Ce sera notamment le cas en cas de perte d’ensoleillement due à la présence d’une grande haie qui n’a pas été entretenue depuis des années. Même si cette haie est une condition posée par le plan local d’urbanisme, ce n’est pas une excuse pour se dispenser de l’entretenir.

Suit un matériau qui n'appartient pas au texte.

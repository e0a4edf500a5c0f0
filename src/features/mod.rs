pub mod normalize;

pub use normalize::{normalize_signal, score_series, NormalizationPolicy, NormalizeMethod};
use chrono::{DateTime, Utc};
use serde::{Deserialize, Serialize};

use crate::analysis::report::MatchReport;
use crate::generation::kit::ApplicationKit;
use crate::models::job::JobPosting;
use crate::models::profile::UserProfile;

/// How much of the pipeline a request runs.
#[derive(Debug, Clone, Copy, PartialEq, Eq, Serialize, Deserialize)]
#[serde(rename_all = "snake_case")]
pub enum ApplicationIntent {
    FullApplication,
    QuickApply,
    CheckFit,
    RecruiterResponse,
}

impl ApplicationIntent {
    pub fn as_str(self) -> &'static str {
        match self {
            ApplicationIntent::FullApplication => "full_application",
            ApplicationIntent::QuickApply => "quick_apply",
            ApplicationIntent::CheckFit => "check_fit",
            ApplicationIntent::RecruiterResponse => "recruiter_response",
        }
    }
}

/// Inbound request. `profile` and `intent` are optional on the wire so that their
/// absence is reported as a validation error rather than a decoding failure.
#[derive(Debug, Clone, Serialize, Deserialize)]
#[serde(rename_all = "camelCase")]
pub struct ApplicationRequest {
    #[serde(default)]
    pub profile: Option<UserProfile>,
    #[serde(default)]
    pub jobs: Vec<JobPosting>,
    #[serde(default)]
    pub intent: Option<ApplicationIntent>,
    #[serde(default)]
    pub recruiter_message: Option<String>,
    #[serde(default)]
    pub application_questions: Vec<String>,
}

/// Outcome for a single job.
#[derive(Debug, Clone, Serialize, Deserialize)]
#[serde(rename_all = "camelCase")]
pub struct ApplicationResult {
    pub job_id: String,
    pub match_report: MatchReport,
    #[serde(default, skip_serializing_if = "Option::is_none")]
    pub application_kit: Option<ApplicationKit>,
    pub recommendations: Vec<String>,
    pub next_steps: Vec<String>,
    /// Set when the job could not be processed and the report is degraded.
    #[serde(default, skip_serializing_if = "Option::is_none")]
    pub error: Option<String>,
}

#[derive(Debug, Clone, Copy, Default, PartialEq, Eq, Serialize, Deserialize)]
#[serde(rename_all = "camelCase")]
pub struct ApplicationSummary {
    pub total_jobs: usize,
    pub strong_matches: usize,
    pub applications_generated: usize,
}

impl ApplicationSummary {
    pub fn from_results(results: &[ApplicationResult]) -> Self {
        Self {
            total_jobs: results.len(),
            strong_matches: results
                .iter()
                .filter(|r| r.match_report.fit_score.recommendation.is_strong_match())
                .count(),
            applications_generated: results
                .iter()
                .filter(|r| r.application_kit.is_some())
                .count(),
        }
    }
}

#[derive(Debug, Clone, Serialize, Deserialize)]
#[serde(rename_all = "camelCase")]
pub struct ApplicationResponse {
    pub results: Vec<ApplicationResult>,
    pub summary: ApplicationSummary,
    pub processed_at: DateTime<Utc>,
}
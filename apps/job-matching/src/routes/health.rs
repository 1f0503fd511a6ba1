use axum::Json;
use serde_json::{json, Value};

/// GET /health
/// Returns a simple status object with service version.
pub async fn health_handler() -> Json<Value> {
    Json(json!({
        "status": "ok",
        "version": env!("CARGO_PKG_VERSION"),
        "service": "job-matching"
    }))
}
//! Fit scoring: a pluggable scorer that folds skill match and company signals, adjusted
//! for seniority, into a single 0–100 composite and a recommendation tier.
//!
//! Default: `WeightedFitScorer` (pure, deterministic, fully testable).
//!
//! The analysis agent holds an `Arc<dyn FitScorer>` so the formula can be swapped
//! without touching the agent or the orchestrator.

use serde::{Deserialize, Serialize};

use crate::analysis::company::{CompanyInsights, NEUTRAL_COMPANY_SCORE};
use crate::analysis::requirements::ParsedRequirements;
use crate::models::job::ExperienceLevel;

const RED_FLAG_PENALTY: f64 = 3.0;
const MAX_RED_FLAG_PENALTY: f64 = 9.0;

const MISSING_COMPANY_CONFIDENCE_PENALTY: f32 = 0.3;
const MISSING_REQUIREMENTS_CONFIDENCE_PENALTY: f32 = 0.2;
const MIN_CONFIDENCE: f32 = 0.1;

// ────────────────────────────────────────────────────────────────────────────
// Output data models
// ────────────────────────────────────────────────────────────────────────────

#[derive(Debug, Clone, Copy, PartialEq, Eq, Serialize, Deserialize)]
#[serde(rename_all = "SCREAMING_SNAKE_CASE")]
pub enum FitRecommendation {
    StrongApply,
    Apply,
    Conditional,
    Skip,
}

impl FitRecommendation {
    /// Total, monotonic mapping from composite to tier.
    pub fn from_composite(composite: u32) -> Self {
        if composite >= 80 {
            FitRecommendation::StrongApply
        } else if composite >= 60 {
            FitRecommendation::Apply
        } else if composite >= 40 {
            FitRecommendation::Conditional
        } else {
            FitRecommendation::Skip
        }
    }

    /// STRONG_APPLY and APPLY count toward the summary's strong matches.
    pub fn is_strong_match(self) -> bool {
        matches!(self, FitRecommendation::StrongApply | FitRecommendation::Apply)
    }
}

#[derive(Debug, Clone, PartialEq, Serialize, Deserialize)]
#[serde(rename_all = "camelCase")]
pub struct FitScore {
    pub composite: u32,
    pub confidence: f32,
    pub recommendation: FitRecommendation,
    pub reasoning: String,
}

impl FitScore {
    /// Score used when analysis for a job failed.
    pub fn failed(reason: &str) -> Self {
        Self {
            composite: 0,
            confidence: 0.0,
            recommendation: FitRecommendation::Skip,
            reasoning: format!("Analysis failed: {reason}"),
        }
    }
}

/// Everything the scorer looks at.
#[derive(Debug, Clone, Copy)]
pub struct FitInputs<'a> {
    pub requirements: &'a ParsedRequirements,
    /// `MatchAnalysis::overall_match`, 0–100.
    pub match_overall: u32,
    /// `None` or `available == false` both mean "no company signal".
    pub company: Option<&'a CompanyInsights>,
    pub candidate_level: ExperienceLevel,
}

// ────────────────────────────────────────────────────────────────────────────
// Trait definition
// ────────────────────────────────────────────────────────────────────────────

/// Implement this to swap scoring formulas. Implementations must be pure and
/// monotonic: a higher match or company score never lowers the composite.
pub trait FitScorer: Send + Sync {
    fn score(&self, inputs: &FitInputs<'_>) -> FitScore;
}

// ────────────────────────────────────────────────────────────────────────────
// WeightedFitScorer: default implementation
// ────────────────────────────────────────────────────────────────────────────

#[derive(Debug, Clone, Copy, PartialEq, Serialize, Deserialize)]
pub struct FitWeights {
    pub skill_match: f64,
    pub company: f64,
    pub experience: f64,
}

impl Default for FitWeights {
    fn default() -> Self {
        Self {
            skill_match: 0.60,
            company: 0.25,
            experience: 0.15,
        }
    }
}

/// composite = round(w_m·match + w_c·company + w_e·alignment·100 − red-flag penalty),
/// clamped to 0–100. Company falls back to a neutral 50 when unavailable.
#[derive(Debug, Clone, Default)]
pub struct WeightedFitScorer {
    pub weights: FitWeights,
}

impl FitScorer for WeightedFitScorer {
    fn score(&self, inputs: &FitInputs<'_>) -> FitScore {
        let company = inputs.company.filter(|c| c.available);
        let company_score = company.map_or(NEUTRAL_COMPANY_SCORE, |c| c.overall_score);
        let alignment =
            experience_alignment(inputs.candidate_level, inputs.requirements.experience_level);
        let penalty = (inputs.requirements.red_flags.len() as f64 * RED_FLAG_PENALTY)
            .min(MAX_RED_FLAG_PENALTY);

        let raw = self.weights.skill_match * inputs.match_overall.min(100) as f64
            + self.weights.company * company_score.min(100) as f64
            + self.weights.experience * alignment * 100.0
            - penalty;
        let composite = raw.round().clamp(0.0, 100.0) as u32;

        let mut confidence = 1.0_f32;
        if company.is_none() {
            confidence -= MISSING_COMPANY_CONFIDENCE_PENALTY;
        }
        if !inputs.requirements.has_signals() {
            confidence -= MISSING_REQUIREMENTS_CONFIDENCE_PENALTY;
        }
        let confidence = confidence.clamp(MIN_CONFIDENCE, 1.0);

        let recommendation = FitRecommendation::from_composite(composite);
        let reasoning = build_reasoning(
            composite,
            inputs,
            company.is_some().then_some(company_score),
            alignment,
        );

        FitScore {
            composite,
            confidence,
            recommendation,
            reasoning,
        }
    }
}

/// 1.0 at or above the required level, then 0.6, 0.3, 0.0 per level short.
pub fn experience_alignment(candidate: ExperienceLevel, required: ExperienceLevel) -> f64 {
    match required.rank() - candidate.rank() {
        i32::MIN..=0 => 1.0,
        1 => 0.6,
        2 => 0.3,
        _ => 0.0,
    }
}

fn build_reasoning(
    composite: u32,
    inputs: &FitInputs<'_>,
    company_score: Option<u32>,
    alignment: f64,
) -> String {
    let mut parts = vec![format!(
        "Composite {composite}/100: skill match {}/100",
        inputs.match_overall
    )];
    match company_score {
        Some(score) => parts.push(format!("company {score}/100")),
        None => parts.push("company insights unavailable (neutral score used)".to_string()),
    }
    parts.push(format!(
        "experience alignment {:.0}% for a {:?} role",
        alignment * 100.0,
        inputs.requirements.experience_level
    ));
    if !inputs.requirements.red_flags.is_empty() {
        parts.push(format!(
            "{} posting red flag(s) lowered the score",
            inputs.requirements.red_flags.len()
        ));
    }
    parts.join("; ") + "."
}

// ────────────────────────────────────────────────────────────────────────────
// Tests
// ────────────────────────────────────────────────────────────────────────────
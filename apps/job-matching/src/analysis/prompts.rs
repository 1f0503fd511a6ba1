// LLM prompt constants for the analysis stage.
// System prompts double as the routing key for scripted providers in tests,
// so every agent call uses a distinct one.

/// System prompt for requirement parsing: enforces JSON-only output.
pub const REQUIREMENTS_SYSTEM: &str = "You are an expert technical recruiter. \
    Parse a job posting into structured hiring requirements. \
    You MUST respond with valid JSON only. \
    Do NOT include any text outside the JSON object. \
    Do NOT use markdown code fences.";

/// Requirement parsing prompt. Replace: {title}, {company}, {requirements}, {description}
pub const REQUIREMENTS_PROMPT_TEMPLATE: &str = r#"Parse the following job posting.

Return a JSON object with this EXACT schema (no extra fields):
{
  "must_have": ["5+ years backend development"],
  "nice_to_have": ["Kafka"],
  "tech_stack": ["Rust", "PostgreSQL"],
  "experience_level": "senior",
  "responsibilities": ["Own the ingestion pipeline"],
  "red_flags": ["Expects unpaid trial work"]
}

Rules:
- MUST HAVE: explicit requirements — "required", "must have", minimum years.
- NICE TO HAVE: "preferred", "bonus", "plus", "nice to have".
- TECH STACK: languages, frameworks, databases, and platforms named anywhere in the posting.
  Use short canonical names ("PostgreSQL", not "experience with Postgres databases").
- EXPERIENCE LEVEL: exactly one of "entry", "mid", "senior", "staff", "lead".
- RED FLAGS: unrealistic scope, unpaid work, vague compensation, "rockstar/ninja" language,
  excessive hours. Leave empty when there are none.

TITLE: {title}
COMPANY: {company}

LISTED REQUIREMENTS:
{requirements}

DESCRIPTION:
{description}"#;

/// System prompt for company evaluation: enforces JSON-only output.
pub const COMPANY_SYSTEM: &str = "You are a career advisor who evaluates employers \
    for job seekers. Be candid and specific. \
    You MUST respond with valid JSON only. \
    Do NOT include any text outside the JSON object. \
    Do NOT use markdown code fences.";

/// Company evaluation prompt. Replace: {company}, {title}, {salary}, {expectations}, {description}
pub const COMPANY_PROMPT_TEMPLATE: &str = r#"Evaluate {company} as an employer for the role "{title}".

Return a JSON object with this EXACT schema:
{
  "scores": {
    "culture": 0,
    "growth": 0,
    "compensation": 0,
    "stability": 0,
    "workLifeBalance": 0,
    "reputation": 0
  },
  "green_flags": ["Publishes salary bands"],
  "red_flags": ["High attrition reported"],
  "recent_news": ["Announced Series C funding"],
  "summary": "One sentence describing the company and the role."
}

SCORE CEILINGS (never exceed):
- culture: 20
- growth: 20
- compensation: 20 (compare the listed salary against the candidate's expectations)
- stability: 15
- workLifeBalance: 15
- reputation: 10

Only list news you are confident about. Leave lists empty rather than guessing.

LISTED SALARY: {salary}
CANDIDATE SALARY EXPECTATIONS: {expectations}

POSTING:
{description}"#;
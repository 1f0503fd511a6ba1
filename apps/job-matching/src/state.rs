use std::sync::Arc;

use crate::orchestrator::ApplicationOrchestrator;

/// Shared application state injected into all route handlers via Axum extractors.
#[derive(Clone)]
pub struct AppState {
    pub orchestrator: Arc<ApplicationOrchestrator>,
}
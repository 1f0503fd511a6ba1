//! Company evaluation: capped sub-scores plus flags, with a recommendation tier on top.

use serde::{Deserialize, Serialize};
use tracing::warn;

use crate::analysis::prompts::{COMPANY_PROMPT_TEMPLATE, COMPANY_SYSTEM};
use crate::errors::AppError;
use crate::llm_client::prompts::fill_template;
use crate::llm_client::{complete_json, CompletionProvider};
use crate::models::job::JobPosting;
use crate::models::profile::{JobPreferences, RemotePreference};

// Sub-score ceilings. They sum to 100 so the overall score needs no rescaling.
pub const CULTURE_MAX: u32 = 20;
pub const GROWTH_MAX: u32 = 20;
pub const COMPENSATION_MAX: u32 = 20;
pub const STABILITY_MAX: u32 = 15;
pub const WORK_LIFE_BALANCE_MAX: u32 = 15;
pub const REPUTATION_MAX: u32 = 10;

/// Score used in place of a real evaluation when insights are unavailable.
pub const NEUTRAL_COMPANY_SCORE: u32 = 50;

#[derive(Debug, Clone, Copy, PartialEq, Eq, Serialize, Deserialize)]
#[serde(rename_all = "SCREAMING_SNAKE_CASE")]
pub enum CompanyRecommendation {
    StrongYes,
    Yes,
    Maybe,
    Pass,
}

impl CompanyRecommendation {
    pub fn from_overall(score: u32) -> Self {
        if score >= 80 {
            CompanyRecommendation::StrongYes
        } else if score >= 65 {
            CompanyRecommendation::Yes
        } else if score >= 45 {
            CompanyRecommendation::Maybe
        } else {
            CompanyRecommendation::Pass
        }
    }
}

#[derive(Debug, Clone, Copy, Default, PartialEq, Eq, Serialize, Deserialize)]
#[serde(rename_all = "camelCase")]
pub struct CompanyScores {
    pub culture: u32,
    pub growth: u32,
    pub compensation: u32,
    pub stability: u32,
    pub work_life_balance: u32,
    pub reputation: u32,
}

impl CompanyScores {
    /// Caps every sub-score at its ceiling.
    pub fn clamped(self) -> Self {
        Self {
            culture: self.culture.min(CULTURE_MAX),
            growth: self.growth.min(GROWTH_MAX),
            compensation: self.compensation.min(COMPENSATION_MAX),
            stability: self.stability.min(STABILITY_MAX),
            work_life_balance: self.work_life_balance.min(WORK_LIFE_BALANCE_MAX),
            reputation: self.reputation.min(REPUTATION_MAX),
        }
    }

    pub fn total(&self) -> u32 {
        self.culture
            + self.growth
            + self.compensation
            + self.stability
            + self.work_life_balance
            + self.reputation
    }
}

#[derive(Debug, Clone, PartialEq, Serialize, Deserialize)]
#[serde(rename_all = "camelCase")]
pub struct CompanyInsights {
    pub scores: CompanyScores,
    pub overall_score: u32,
    pub green_flags: Vec<String>,
    pub red_flags: Vec<String>,
    pub recent_news: Vec<String>,
    pub recommendation: CompanyRecommendation,
    pub summary: String,
    /// False when the evaluation could not be produced and neutral values stand in.
    pub available: bool,
}

impl CompanyInsights {
    pub fn from_scores(
        scores: CompanyScores,
        green_flags: Vec<String>,
        red_flags: Vec<String>,
        recent_news: Vec<String>,
        summary: String,
    ) -> Self {
        let scores = scores.clamped();
        let overall_score = scores.total();
        Self {
            scores,
            overall_score,
            green_flags,
            red_flags,
            recent_news,
            recommendation: CompanyRecommendation::from_overall(overall_score),
            summary,
            available: true,
        }
    }

    /// Neutral stand-in carrying a one-line summary of the posting.
    pub fn unavailable(job: &JobPosting) -> Self {
        Self {
            scores: CompanyScores::default(),
            overall_score: NEUTRAL_COMPANY_SCORE,
            green_flags: vec![],
            red_flags: vec![],
            recent_news: vec![],
            recommendation: CompanyRecommendation::from_overall(NEUTRAL_COMPANY_SCORE),
            summary: job.headline(),
            available: false,
        }
    }
}

#[derive(Debug, Default, Deserialize)]
struct RawCompanyEvaluation {
    #[serde(default)]
    scores: CompanyScores,
    #[serde(default)]
    green_flags: Vec<String>,
    #[serde(default)]
    red_flags: Vec<String>,
    #[serde(default)]
    recent_news: Vec<String>,
    #[serde(default)]
    summary: Option<String>,
}

/// Evaluates the hiring company via the LLM, then merges preference flags.
///
/// An unusable completion degrades to `CompanyInsights::unavailable`, which lowers fit
/// confidence. Transport and API failures are returned as `AppError::Llm`.
pub async fn evaluate_company(
    job: &JobPosting,
    preferences: &JobPreferences,
    llm: &dyn CompletionProvider,
) -> Result<CompanyInsights, AppError> {
    let prompt = build_prompt(job, preferences);

    let mut insights = match complete_json::<RawCompanyEvaluation>(llm, &prompt, COMPANY_SYSTEM).await
    {
        Ok(raw) => {
            let summary = raw
                .summary
                .filter(|s| !s.trim().is_empty())
                .unwrap_or_else(|| job.headline());
            CompanyInsights::from_scores(
                raw.scores,
                raw.green_flags,
                raw.red_flags,
                raw.recent_news,
                summary,
            )
        }
        Err(e) if e.is_malformed_output() => {
            warn!(job_id = %job.id, company = %job.company, "Company evaluation unusable, using neutral insights: {e}");
            CompanyInsights::unavailable(job)
        }
        Err(e) => {
            return Err(AppError::Llm(format!(
                "Company evaluation failed for {}: {e}",
                job.id
            )))
        }
    };

    let (green, red) = preference_flags(job, preferences);
    insights.green_flags.extend(green);
    insights.red_flags.extend(red);
    Ok(insights)
}

fn build_prompt(job: &JobPosting, preferences: &JobPreferences) -> String {
    let salary = match &job.salary {
        Some(s) => format!(
            "{}-{} {}",
            s.min.map(|v| v.to_string()).unwrap_or_else(|| "?".to_string()),
            s.max.map(|v| v.to_string()).unwrap_or_else(|| "?".to_string()),
            s.currency
        ),
        None => "not listed".to_string(),
    };
    let expectations = match (preferences.salary_min, preferences.salary_max) {
        (Some(min), Some(max)) => format!("{min}-{max}"),
        (Some(min), None) => format!("at least {min}"),
        (None, Some(max)) => format!("up to {max}"),
        (None, None) => "not stated".to_string(),
    };

    fill_template(
        COMPANY_PROMPT_TEMPLATE,
        &[
            ("company", job.company.as_str()),
            ("title", job.title.as_str()),
            ("salary", salary.as_str()),
            ("expectations", expectations.as_str()),
            ("description", job.description.as_str()),
        ],
    )
}

/// Deterministic flags derived from the candidate's stated preferences.
pub fn preference_flags(job: &JobPosting, preferences: &JobPreferences) -> (Vec<String>, Vec<String>) {
    let mut green = Vec::new();
    let mut red = Vec::new();

    if let (Some(salary), Some(wanted)) = (&job.salary, preferences.salary_min) {
        if salary.max.is_some_and(|max| max < wanted) {
            red.push(format!(
                "Salary range tops out below your minimum of {wanted} {}",
                salary.currency
            ));
        } else if salary.min.is_some_and(|min| min >= wanted) {
            green.push(format!(
                "Salary floor meets your minimum of {wanted} {}",
                salary.currency
            ));
        }
    }

    if preferences.remote_preference == RemotePreference::RemoteOnly && job.remote == Some(false) {
        red.push("Role is not remote but you prefer remote-only work".to_string());
    }

    (green, red)
}

#[cfg(test)]
mod tests {
    use super::*;
    use crate::llm_client::testing::ScriptedLlm;
    use crate::models::fixtures::{sample_job, sample_profile};
    use crate::models::job::SalaryRange;

    const GOOD_REPLY: &str = r#"{
        "scores": {
            "culture": 18, "growth": 16, "compensation": 15,
            "stability": 12, "workLifeBalance": 11, "reputation": 8
        },
        "green_flags": ["Public engineering blog"],
        "red_flags": [],
        "recent_news": ["Raised Series C in March"],
        "summary": "Acme Data builds streaming analytics for retailers."
    }"#;

    #[test]
    fn test_company_tiers() {
        assert_eq!(CompanyRecommendation::from_overall(80), CompanyRecommendation::StrongYes);
        assert_eq!(CompanyRecommendation::from_overall(79), CompanyRecommendation::Yes);
        assert_eq!(CompanyRecommendation::from_overall(65), CompanyRecommendation::Yes);
        assert_eq!(CompanyRecommendation::from_overall(45), CompanyRecommendation::Maybe);
        assert_eq!(CompanyRecommendation::from_overall(44), CompanyRecommendation::Pass);
    }

    #[test]
    fn test_sub_scores_are_capped() {
        let scores = CompanyScores {
            culture: 90,
            growth: 20,
            compensation: 25,
            stability: 15,
            work_life_balance: 40,
            reputation: 11,
        };
        let insights = CompanyInsights::from_scores(scores, vec![], vec![], vec![], String::new());
        assert_eq!(insights.overall_score, 100);
        assert_eq!(insights.scores.culture, CULTURE_MAX);
        assert_eq!(insights.recommendation, CompanyRecommendation::StrongYes);
    }

    #[tokio::test]
    async fn test_evaluate_company_recomputes_overall() {
        let llm = ScriptedLlm::new().reply(COMPANY_SYSTEM, GOOD_REPLY);
        let insights = evaluate_company(&sample_job(), &Default::default(), &llm)
            .await
            .unwrap();

        assert!(insights.available);
        assert_eq!(insights.overall_score, 80);
        assert_eq!(insights.recommendation, CompanyRecommendation::StrongYes);
        assert_eq!(insights.recent_news.len(), 1);
    }

    #[tokio::test]
    async fn test_unparseable_reply_falls_back_to_one_liner() {
        let llm = ScriptedLlm::new().reply(COMPANY_SYSTEM, "Acme seems fine I guess.");
        let job = sample_job();
        let insights = evaluate_company(&job, &Default::default(), &llm).await.unwrap();

        assert!(!insights.available);
        assert_eq!(insights.overall_score, NEUTRAL_COMPANY_SCORE);
        assert_eq!(insights.summary, job.headline());
    }

    #[tokio::test]
    async fn test_api_failure_surfaces() {
        let llm = ScriptedLlm::new().fail(COMPANY_SYSTEM, 500);
        let err = evaluate_company(&sample_job(), &Default::default(), &llm)
            .await
            .unwrap_err();
        assert!(matches!(err, AppError::Llm(_)));
    }

    #[tokio::test]
    async fn test_preference_flags_are_merged() {
        let llm = ScriptedLlm::new().reply(COMPANY_SYSTEM, GOOD_REPLY);
        let mut job = sample_job();
        job.remote = Some(false);
        let mut preferences = sample_profile().preferences;
        preferences.remote_preference = RemotePreference::RemoteOnly;

        let insights = evaluate_company(&job, &preferences, &llm).await.unwrap();
        assert!(insights.red_flags.iter().any(|f| f.contains("remote-only")));
    }

    #[test]
    fn test_description_braces_are_not_expanded() {
        let mut job = sample_job();
        job.description = "Compensation: {salary} (ask us)".to_string();

        let prompt = build_prompt(&job, &JobPreferences::default());
        assert!(prompt.contains("Compensation: {salary} (ask us)"));
        assert_eq!(prompt.matches("not listed").count(), 1);
    }

    #[test]
    fn test_salary_below_minimum_is_red_flag() {
        let mut job = sample_job();
        job.salary = Some(SalaryRange {
            min: Some(90_000),
            max: Some(110_000),
            currency: "USD".to_string(),
        });
        let preferences = JobPreferences {
            salary_min: Some(150_000),
            ..Default::default()
        };

        let (green, red) = preference_flags(&job, &preferences);
        assert!(green.is_empty());
        assert_eq!(red.len(), 1);
        assert!(red[0].contains("150000"));
    }

    #[test]
    fn test_salary_floor_meeting_minimum_is_green_flag() {
        let mut job = sample_job();
        job.salary = Some(SalaryRange {
            min: Some(160_000),
            max: None,
            currency: "USD".to_string(),
        });
        let preferences = JobPreferences {
            salary_min: Some(150_000),
            ..Default::default()
        };

        let (green, red) = preference_flags(&job, &preferences);
        assert_eq!(green.len(), 1);
        assert!(red.is_empty());
    }
}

La Cour de cassation vient de le rappeler dans un arrêt récent rendu en 2018 :

« Mais attendu qu’ayant retenu, exactement, que l’auteur d’un trouble dépassant les inconvénients normaux du voisinage doit le réparer même s’il n’a pas méconnu la réglementation d’urbanisme et, souverainement, par une appréciation des éléments de preuve qui lui étaient soumis, que Mme D… justifiait d'un préjudice lié au caractère anormalement envahissant d'une haie composée d'arbres à croissance rapide dont, par leur amplitude, les branches plongeaient dans l'obscurité les pièces, la terrasse et le jardin de sa résidence et ayant relevé que, le phénomène d'assombrissement se poursuivant au fil des années, la réduction en hauteur des végétaux permettrait de mettre fin aux troubles de voisinage, la cour d'appel, qui n'était pas tenue de procéder à une recherche que ses constatations rendaient inopérante, a, sans modifier l'objet du litige, abstraction faite d'un motif surabondant sur la hauteur qu'avaient atteinte les cyprès litigieux lors de l'acquisition de la maison occupée par Mme D... , légalement justifié sa décision..." (Cassation 20 décembre 2018 

N° de pourvoi: 17-15231 ).


Il est vrai que dans cette affaire, la haie avait induit une perte d’ensoleillement particulièrement importante ce qui causait un préjudice avéré au voisin qui a du saisir la justice pour demander d’y mettre fin : « les pièces du rez-de chaussée de la maison de Mme Z…, dépourvues d’ouvertures sur le pignon Sud, mais en principe éclairées par des fenêtres situées à lOuest et à l'Est, sont sombres et aucune lumière directe du soleil ne pénètre à l'heure des constatations, la terrasse à l'Ouest de la maison n'est pas ensoleillée et la majorité du jardin est totalement dans l'ombre, seuls quelques rayons de soleil traversant la haie éclairant parcimonieusement la pelouse".



Me Laurent Gimalac, Docteur en droit de l’environnement,

Avocat spécialiste en droit de l’environnement.